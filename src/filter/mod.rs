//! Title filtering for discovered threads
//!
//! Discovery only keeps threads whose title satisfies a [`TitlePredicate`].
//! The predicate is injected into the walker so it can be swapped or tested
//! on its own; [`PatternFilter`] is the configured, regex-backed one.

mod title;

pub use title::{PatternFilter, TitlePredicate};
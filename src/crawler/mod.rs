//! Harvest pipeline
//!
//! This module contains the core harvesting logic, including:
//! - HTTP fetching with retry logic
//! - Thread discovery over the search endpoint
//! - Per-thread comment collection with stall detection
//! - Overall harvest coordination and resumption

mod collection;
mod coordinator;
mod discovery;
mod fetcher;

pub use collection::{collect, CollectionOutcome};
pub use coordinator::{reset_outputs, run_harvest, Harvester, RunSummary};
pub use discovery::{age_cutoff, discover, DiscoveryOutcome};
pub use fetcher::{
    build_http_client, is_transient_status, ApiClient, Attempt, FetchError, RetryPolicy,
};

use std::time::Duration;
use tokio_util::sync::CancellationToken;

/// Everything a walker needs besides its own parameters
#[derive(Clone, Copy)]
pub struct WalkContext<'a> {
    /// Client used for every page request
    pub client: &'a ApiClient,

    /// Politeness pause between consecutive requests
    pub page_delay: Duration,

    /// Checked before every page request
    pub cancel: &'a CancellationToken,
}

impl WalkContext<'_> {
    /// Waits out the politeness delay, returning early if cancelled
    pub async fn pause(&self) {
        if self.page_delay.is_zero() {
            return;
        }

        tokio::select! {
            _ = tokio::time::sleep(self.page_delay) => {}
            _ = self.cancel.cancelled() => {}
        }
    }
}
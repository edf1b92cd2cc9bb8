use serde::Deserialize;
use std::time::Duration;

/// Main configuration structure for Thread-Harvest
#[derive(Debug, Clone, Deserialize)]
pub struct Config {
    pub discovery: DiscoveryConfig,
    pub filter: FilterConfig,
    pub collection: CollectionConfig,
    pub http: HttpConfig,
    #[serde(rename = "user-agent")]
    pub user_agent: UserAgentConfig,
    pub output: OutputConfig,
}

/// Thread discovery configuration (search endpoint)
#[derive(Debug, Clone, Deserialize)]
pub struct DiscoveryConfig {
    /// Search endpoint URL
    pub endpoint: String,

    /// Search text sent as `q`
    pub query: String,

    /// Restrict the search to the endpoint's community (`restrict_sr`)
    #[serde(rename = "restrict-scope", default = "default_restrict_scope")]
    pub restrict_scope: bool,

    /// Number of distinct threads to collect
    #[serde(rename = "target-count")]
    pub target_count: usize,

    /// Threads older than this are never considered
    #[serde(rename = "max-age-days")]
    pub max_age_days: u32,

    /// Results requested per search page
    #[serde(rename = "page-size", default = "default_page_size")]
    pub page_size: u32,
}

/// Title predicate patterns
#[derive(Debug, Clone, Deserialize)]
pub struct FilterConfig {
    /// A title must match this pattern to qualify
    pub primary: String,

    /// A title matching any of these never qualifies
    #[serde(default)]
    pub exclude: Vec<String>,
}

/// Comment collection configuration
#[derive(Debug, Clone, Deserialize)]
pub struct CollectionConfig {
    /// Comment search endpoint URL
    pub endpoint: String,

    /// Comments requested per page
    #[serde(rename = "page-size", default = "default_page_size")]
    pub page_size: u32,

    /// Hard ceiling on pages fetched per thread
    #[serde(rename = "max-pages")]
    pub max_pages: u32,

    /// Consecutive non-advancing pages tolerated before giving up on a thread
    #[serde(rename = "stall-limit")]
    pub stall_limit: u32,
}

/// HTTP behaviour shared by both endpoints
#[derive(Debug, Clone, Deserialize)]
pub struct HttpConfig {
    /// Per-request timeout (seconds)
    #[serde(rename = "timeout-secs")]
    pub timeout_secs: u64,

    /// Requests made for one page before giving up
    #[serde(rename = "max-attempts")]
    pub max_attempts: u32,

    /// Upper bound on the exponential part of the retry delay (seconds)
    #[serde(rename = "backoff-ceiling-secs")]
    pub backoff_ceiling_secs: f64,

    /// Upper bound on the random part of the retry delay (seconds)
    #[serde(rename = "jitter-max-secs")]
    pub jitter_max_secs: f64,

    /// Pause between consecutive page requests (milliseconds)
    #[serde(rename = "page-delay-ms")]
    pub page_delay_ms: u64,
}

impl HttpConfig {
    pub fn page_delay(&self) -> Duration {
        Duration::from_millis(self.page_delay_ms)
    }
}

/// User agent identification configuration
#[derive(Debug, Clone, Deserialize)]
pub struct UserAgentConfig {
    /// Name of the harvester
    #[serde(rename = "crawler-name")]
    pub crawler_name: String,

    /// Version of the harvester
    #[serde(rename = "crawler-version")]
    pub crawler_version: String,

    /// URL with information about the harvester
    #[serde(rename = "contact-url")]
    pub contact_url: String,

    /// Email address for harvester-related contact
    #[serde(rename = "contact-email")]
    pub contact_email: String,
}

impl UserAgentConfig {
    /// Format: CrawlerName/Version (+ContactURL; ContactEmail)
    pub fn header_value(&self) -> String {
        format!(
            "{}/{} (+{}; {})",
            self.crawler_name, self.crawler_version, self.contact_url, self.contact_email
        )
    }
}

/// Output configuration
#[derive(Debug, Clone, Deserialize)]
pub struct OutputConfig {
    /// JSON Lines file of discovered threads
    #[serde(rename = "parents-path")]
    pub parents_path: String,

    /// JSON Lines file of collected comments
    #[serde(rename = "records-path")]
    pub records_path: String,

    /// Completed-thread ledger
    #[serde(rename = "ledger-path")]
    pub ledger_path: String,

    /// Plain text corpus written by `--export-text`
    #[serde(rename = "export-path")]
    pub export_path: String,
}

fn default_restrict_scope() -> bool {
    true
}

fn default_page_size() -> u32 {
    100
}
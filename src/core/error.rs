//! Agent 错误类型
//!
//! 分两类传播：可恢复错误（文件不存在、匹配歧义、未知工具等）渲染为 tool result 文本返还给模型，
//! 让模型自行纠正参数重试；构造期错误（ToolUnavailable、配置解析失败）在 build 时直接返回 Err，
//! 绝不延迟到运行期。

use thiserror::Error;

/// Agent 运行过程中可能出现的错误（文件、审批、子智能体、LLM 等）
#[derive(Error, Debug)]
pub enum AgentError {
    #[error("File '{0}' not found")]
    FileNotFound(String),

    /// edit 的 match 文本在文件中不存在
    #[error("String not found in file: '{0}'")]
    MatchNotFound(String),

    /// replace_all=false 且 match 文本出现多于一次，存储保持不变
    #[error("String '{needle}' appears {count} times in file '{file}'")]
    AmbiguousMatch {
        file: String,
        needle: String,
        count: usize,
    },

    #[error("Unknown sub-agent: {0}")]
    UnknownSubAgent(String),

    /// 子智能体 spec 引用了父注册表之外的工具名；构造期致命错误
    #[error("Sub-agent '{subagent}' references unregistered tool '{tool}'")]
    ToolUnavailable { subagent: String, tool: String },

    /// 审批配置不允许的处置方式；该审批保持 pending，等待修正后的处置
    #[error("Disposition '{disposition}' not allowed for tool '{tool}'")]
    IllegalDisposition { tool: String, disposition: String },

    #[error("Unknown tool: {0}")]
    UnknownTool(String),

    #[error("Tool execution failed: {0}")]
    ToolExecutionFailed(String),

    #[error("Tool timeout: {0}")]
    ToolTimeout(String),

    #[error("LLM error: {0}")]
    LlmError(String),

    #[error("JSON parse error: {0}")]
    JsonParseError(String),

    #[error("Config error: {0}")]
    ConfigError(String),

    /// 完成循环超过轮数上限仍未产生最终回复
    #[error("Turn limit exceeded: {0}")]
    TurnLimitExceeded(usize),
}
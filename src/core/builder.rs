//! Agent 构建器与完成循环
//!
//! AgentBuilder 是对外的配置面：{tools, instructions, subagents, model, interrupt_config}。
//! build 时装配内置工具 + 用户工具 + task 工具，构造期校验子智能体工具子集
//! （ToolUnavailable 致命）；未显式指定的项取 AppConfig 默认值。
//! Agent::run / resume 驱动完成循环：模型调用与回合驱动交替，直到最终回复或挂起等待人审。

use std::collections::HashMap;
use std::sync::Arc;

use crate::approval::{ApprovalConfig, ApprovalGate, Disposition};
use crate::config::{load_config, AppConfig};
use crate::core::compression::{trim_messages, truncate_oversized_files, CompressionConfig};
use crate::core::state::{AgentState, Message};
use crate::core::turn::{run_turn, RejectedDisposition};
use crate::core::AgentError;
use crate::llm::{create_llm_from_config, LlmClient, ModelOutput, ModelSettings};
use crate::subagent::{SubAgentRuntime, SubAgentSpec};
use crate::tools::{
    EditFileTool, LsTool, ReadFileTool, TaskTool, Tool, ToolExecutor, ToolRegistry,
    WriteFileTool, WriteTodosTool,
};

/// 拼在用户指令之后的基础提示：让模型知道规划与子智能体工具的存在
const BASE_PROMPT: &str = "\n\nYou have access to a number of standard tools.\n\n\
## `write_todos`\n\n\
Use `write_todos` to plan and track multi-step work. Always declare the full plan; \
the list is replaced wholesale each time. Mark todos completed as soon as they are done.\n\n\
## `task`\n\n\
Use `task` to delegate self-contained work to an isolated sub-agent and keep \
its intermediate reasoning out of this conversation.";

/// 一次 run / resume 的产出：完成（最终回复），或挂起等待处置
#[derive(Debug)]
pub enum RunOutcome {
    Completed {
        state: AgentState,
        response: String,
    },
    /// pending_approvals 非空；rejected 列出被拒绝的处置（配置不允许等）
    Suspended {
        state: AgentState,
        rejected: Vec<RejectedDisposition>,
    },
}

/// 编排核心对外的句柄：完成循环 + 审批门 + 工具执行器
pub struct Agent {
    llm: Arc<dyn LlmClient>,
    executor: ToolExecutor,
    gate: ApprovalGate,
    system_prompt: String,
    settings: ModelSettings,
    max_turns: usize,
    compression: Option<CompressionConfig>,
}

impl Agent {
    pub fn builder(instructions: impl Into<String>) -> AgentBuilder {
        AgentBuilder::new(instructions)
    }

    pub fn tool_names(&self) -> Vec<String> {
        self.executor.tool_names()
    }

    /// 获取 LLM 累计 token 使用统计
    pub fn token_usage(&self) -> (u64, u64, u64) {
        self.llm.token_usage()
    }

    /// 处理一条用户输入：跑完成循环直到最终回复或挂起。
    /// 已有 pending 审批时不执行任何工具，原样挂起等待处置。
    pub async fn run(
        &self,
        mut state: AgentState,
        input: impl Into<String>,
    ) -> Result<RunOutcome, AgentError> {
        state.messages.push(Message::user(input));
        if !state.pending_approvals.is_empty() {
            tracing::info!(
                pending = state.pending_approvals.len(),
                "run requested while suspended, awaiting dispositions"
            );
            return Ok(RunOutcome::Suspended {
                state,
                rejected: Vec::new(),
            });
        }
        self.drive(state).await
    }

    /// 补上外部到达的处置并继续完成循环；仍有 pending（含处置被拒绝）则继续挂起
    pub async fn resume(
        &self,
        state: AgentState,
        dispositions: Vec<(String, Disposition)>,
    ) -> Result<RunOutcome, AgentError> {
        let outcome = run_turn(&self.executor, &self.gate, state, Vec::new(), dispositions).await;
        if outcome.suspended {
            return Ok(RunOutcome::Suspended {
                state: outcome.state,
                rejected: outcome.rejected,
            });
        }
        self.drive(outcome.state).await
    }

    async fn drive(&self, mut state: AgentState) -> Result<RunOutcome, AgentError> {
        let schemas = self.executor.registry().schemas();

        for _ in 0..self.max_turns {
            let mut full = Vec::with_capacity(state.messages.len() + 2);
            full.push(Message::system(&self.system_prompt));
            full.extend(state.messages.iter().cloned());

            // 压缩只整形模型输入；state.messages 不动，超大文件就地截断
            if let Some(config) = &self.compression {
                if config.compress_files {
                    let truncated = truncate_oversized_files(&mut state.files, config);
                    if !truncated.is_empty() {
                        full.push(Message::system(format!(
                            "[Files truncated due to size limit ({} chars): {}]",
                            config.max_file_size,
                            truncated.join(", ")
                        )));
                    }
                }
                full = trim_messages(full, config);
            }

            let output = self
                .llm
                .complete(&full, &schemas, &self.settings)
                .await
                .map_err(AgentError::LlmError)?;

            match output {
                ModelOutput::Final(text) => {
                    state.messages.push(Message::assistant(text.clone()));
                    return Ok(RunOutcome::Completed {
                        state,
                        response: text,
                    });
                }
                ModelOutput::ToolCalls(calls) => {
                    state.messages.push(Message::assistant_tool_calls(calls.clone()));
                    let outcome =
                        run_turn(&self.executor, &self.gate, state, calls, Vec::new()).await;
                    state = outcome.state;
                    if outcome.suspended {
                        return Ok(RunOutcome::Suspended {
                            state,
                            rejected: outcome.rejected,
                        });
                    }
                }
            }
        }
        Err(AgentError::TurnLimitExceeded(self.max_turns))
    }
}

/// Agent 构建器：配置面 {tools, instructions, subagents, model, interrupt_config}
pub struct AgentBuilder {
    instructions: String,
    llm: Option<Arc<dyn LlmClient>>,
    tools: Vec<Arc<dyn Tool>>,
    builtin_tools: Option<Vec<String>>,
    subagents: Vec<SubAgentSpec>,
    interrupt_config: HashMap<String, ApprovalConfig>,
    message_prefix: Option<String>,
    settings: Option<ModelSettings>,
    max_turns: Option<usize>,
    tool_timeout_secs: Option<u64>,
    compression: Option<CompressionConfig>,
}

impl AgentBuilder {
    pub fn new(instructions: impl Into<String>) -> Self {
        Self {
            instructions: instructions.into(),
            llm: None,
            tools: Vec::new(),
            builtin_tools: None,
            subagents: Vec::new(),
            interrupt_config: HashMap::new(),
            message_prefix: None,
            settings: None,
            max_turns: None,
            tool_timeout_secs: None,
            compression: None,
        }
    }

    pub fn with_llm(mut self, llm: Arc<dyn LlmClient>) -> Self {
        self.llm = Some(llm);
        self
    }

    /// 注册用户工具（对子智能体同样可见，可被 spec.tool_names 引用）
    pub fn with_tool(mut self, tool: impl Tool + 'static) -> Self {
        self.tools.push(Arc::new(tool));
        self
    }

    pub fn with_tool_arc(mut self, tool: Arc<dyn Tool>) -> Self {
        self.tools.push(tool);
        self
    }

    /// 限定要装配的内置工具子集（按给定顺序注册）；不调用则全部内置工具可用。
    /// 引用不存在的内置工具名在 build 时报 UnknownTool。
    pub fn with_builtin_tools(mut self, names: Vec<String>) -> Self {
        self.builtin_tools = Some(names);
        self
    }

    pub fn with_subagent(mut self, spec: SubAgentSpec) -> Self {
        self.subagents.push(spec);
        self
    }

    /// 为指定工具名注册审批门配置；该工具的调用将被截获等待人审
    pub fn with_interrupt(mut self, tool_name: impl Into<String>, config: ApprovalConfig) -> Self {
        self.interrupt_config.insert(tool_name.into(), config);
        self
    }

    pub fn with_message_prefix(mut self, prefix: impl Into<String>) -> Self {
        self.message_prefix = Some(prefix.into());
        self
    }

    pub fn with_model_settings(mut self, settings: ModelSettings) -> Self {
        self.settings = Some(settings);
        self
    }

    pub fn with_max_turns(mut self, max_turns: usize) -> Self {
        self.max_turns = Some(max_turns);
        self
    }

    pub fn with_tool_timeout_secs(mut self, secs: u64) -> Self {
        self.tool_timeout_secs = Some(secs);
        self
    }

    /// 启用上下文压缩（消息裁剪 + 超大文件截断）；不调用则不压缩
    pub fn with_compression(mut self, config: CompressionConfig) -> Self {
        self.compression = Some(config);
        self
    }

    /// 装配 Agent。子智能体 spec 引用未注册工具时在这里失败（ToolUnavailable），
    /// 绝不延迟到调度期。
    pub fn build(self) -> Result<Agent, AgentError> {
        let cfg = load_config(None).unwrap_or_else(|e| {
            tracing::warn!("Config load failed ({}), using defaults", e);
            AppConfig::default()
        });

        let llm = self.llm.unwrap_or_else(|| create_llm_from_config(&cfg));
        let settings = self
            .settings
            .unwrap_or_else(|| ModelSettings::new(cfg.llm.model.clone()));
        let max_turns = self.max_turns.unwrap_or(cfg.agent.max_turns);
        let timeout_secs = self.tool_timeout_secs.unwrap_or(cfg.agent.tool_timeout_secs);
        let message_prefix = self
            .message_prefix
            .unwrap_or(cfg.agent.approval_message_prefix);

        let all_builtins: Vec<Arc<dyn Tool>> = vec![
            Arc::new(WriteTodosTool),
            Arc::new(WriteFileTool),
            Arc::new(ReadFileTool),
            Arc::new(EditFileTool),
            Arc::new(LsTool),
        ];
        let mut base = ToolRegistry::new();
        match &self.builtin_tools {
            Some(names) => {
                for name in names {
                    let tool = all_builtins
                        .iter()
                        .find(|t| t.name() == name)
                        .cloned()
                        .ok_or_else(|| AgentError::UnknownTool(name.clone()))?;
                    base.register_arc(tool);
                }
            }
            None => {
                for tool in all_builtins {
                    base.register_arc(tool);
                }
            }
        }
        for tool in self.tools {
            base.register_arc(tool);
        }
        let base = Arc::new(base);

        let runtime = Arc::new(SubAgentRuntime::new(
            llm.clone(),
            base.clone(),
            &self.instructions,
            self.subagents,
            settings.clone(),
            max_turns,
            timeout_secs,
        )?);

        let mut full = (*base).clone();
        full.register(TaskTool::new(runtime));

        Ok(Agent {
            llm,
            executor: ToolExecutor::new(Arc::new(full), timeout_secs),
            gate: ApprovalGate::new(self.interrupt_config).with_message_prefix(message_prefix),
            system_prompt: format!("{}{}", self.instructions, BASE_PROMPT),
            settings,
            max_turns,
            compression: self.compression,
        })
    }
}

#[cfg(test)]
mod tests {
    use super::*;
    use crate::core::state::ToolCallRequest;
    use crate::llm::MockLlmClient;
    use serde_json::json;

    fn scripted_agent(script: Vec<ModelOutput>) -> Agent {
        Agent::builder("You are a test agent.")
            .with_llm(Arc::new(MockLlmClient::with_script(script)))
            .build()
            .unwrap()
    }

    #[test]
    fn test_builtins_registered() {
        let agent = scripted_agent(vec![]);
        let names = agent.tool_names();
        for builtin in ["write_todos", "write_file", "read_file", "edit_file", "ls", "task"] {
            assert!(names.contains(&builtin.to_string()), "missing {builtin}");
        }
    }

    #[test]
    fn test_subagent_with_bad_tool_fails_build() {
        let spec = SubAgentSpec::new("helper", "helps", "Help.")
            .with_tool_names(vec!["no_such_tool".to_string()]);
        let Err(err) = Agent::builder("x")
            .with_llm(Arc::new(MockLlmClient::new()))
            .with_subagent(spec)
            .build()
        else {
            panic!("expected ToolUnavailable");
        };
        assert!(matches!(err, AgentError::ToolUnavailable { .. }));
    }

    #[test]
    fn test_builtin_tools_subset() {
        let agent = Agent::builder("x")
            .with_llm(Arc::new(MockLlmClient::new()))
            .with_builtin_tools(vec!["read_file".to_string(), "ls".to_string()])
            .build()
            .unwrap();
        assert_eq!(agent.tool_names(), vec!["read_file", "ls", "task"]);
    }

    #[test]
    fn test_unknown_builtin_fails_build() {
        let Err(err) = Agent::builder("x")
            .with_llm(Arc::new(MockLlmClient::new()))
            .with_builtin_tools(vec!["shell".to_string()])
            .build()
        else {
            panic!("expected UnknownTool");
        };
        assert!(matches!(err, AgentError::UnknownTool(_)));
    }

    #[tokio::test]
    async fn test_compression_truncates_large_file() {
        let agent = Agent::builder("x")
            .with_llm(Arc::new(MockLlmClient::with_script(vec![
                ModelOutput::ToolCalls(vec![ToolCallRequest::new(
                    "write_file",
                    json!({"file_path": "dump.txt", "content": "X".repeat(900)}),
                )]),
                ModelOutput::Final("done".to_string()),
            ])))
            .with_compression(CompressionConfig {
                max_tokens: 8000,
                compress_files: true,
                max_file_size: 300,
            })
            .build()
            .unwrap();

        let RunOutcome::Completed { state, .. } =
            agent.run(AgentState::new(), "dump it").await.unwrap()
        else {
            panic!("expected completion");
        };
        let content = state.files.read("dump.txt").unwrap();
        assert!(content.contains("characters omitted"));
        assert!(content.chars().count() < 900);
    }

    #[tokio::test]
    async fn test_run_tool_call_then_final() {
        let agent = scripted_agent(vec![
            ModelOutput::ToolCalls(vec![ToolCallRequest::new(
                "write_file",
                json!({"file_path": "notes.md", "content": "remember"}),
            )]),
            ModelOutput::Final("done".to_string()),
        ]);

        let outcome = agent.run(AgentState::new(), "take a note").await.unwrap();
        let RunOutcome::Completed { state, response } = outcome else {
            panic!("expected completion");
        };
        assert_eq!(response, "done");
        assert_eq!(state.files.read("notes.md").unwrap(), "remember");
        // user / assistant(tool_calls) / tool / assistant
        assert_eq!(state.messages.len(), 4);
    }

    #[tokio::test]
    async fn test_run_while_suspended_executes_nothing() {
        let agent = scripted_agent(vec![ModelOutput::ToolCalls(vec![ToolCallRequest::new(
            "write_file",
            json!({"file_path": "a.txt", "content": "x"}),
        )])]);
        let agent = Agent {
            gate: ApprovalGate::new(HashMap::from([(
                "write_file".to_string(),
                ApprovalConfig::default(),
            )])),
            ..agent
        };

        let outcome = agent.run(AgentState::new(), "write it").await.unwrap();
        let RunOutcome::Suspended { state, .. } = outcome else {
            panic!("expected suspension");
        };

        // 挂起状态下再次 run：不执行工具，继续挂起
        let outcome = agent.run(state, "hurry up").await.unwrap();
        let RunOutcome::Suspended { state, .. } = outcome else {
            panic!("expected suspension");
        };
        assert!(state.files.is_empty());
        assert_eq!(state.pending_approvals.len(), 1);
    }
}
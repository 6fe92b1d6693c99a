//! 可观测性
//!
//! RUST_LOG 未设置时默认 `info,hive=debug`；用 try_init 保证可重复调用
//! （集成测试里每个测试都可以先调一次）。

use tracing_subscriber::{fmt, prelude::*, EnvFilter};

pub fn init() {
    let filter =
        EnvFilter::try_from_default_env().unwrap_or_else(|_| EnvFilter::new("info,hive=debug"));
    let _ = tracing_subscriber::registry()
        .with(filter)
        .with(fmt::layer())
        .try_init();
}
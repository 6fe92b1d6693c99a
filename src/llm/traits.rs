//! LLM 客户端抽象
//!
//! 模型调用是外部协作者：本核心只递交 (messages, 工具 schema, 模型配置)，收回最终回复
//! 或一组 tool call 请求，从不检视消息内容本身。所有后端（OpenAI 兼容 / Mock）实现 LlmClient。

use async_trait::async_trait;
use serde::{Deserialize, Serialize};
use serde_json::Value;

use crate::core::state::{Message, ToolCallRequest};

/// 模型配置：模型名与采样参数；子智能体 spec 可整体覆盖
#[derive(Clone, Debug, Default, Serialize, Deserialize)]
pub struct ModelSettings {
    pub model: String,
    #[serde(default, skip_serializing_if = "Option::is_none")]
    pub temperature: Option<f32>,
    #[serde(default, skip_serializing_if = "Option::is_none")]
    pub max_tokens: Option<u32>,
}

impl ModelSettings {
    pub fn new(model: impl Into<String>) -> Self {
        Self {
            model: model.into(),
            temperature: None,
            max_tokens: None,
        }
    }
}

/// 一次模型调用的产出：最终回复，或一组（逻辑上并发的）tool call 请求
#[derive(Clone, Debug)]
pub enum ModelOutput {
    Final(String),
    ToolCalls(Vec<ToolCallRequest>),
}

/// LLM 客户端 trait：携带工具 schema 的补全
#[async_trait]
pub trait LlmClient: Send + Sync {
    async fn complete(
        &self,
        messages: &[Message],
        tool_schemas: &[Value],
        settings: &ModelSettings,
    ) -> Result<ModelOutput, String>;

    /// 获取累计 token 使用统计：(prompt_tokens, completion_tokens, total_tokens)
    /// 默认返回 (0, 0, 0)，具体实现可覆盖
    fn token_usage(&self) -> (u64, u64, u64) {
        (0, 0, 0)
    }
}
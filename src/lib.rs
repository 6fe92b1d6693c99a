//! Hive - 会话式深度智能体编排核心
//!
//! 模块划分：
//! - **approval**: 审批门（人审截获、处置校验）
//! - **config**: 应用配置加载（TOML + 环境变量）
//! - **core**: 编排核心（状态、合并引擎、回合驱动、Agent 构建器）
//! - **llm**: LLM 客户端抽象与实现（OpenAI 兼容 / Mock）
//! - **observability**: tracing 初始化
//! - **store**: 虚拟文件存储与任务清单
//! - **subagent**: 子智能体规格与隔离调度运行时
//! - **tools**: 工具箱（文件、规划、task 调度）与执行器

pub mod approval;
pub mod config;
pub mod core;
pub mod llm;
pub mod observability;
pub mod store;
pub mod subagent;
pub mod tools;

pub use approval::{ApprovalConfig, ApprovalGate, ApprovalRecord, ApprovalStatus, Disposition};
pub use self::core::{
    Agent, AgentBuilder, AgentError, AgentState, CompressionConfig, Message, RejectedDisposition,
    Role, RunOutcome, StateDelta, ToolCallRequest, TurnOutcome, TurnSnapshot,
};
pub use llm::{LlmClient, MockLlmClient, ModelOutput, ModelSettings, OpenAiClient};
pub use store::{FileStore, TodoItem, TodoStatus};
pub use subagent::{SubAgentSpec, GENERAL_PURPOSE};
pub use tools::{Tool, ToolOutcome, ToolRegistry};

* **Brief**
Please copy the lines in the records above between the one holding "启用上下文压缩（消息裁剪 + 超大文件截断）；不调用则不压缩" and the one holding "let message_prefix = self", inclusive, exactly and with no other line.

* **Reply**
    /// 启用上下文压缩（消息裁剪 + 超大文件截断）；不调用则不压缩
    pub fn with_compression(mut self, config: CompressionConfig) -> Self {
        self.compression = Some(config);
        self
    }

    /// 装配 Agent。子智能体 spec 引用未注册工具时在这里失败（ToolUnavailable），
    /// 绝不延迟到调度期。
    pub fn build(self) -> Result<Agent, AgentError> {
        let cfg = load_config(None).unwrap_or_else(|e| {
            tracing::warn!("Config load failed ({}), using defaults", e);
            AppConfig::default()
        });

        let llm = self.llm.unwrap_or_else(|| create_llm_from_config(&cfg));
        let settings = self
            .settings
            .unwrap_or_else(|| ModelSettings::new(cfg.llm.model.clone()));
        let max_turns = self.max_turns.unwrap_or(cfg.agent.max_turns);
        let timeout_secs = self.tool_timeout_secs.unwrap_or(cfg.agent.tool_timeout_secs);
        let message_prefix = self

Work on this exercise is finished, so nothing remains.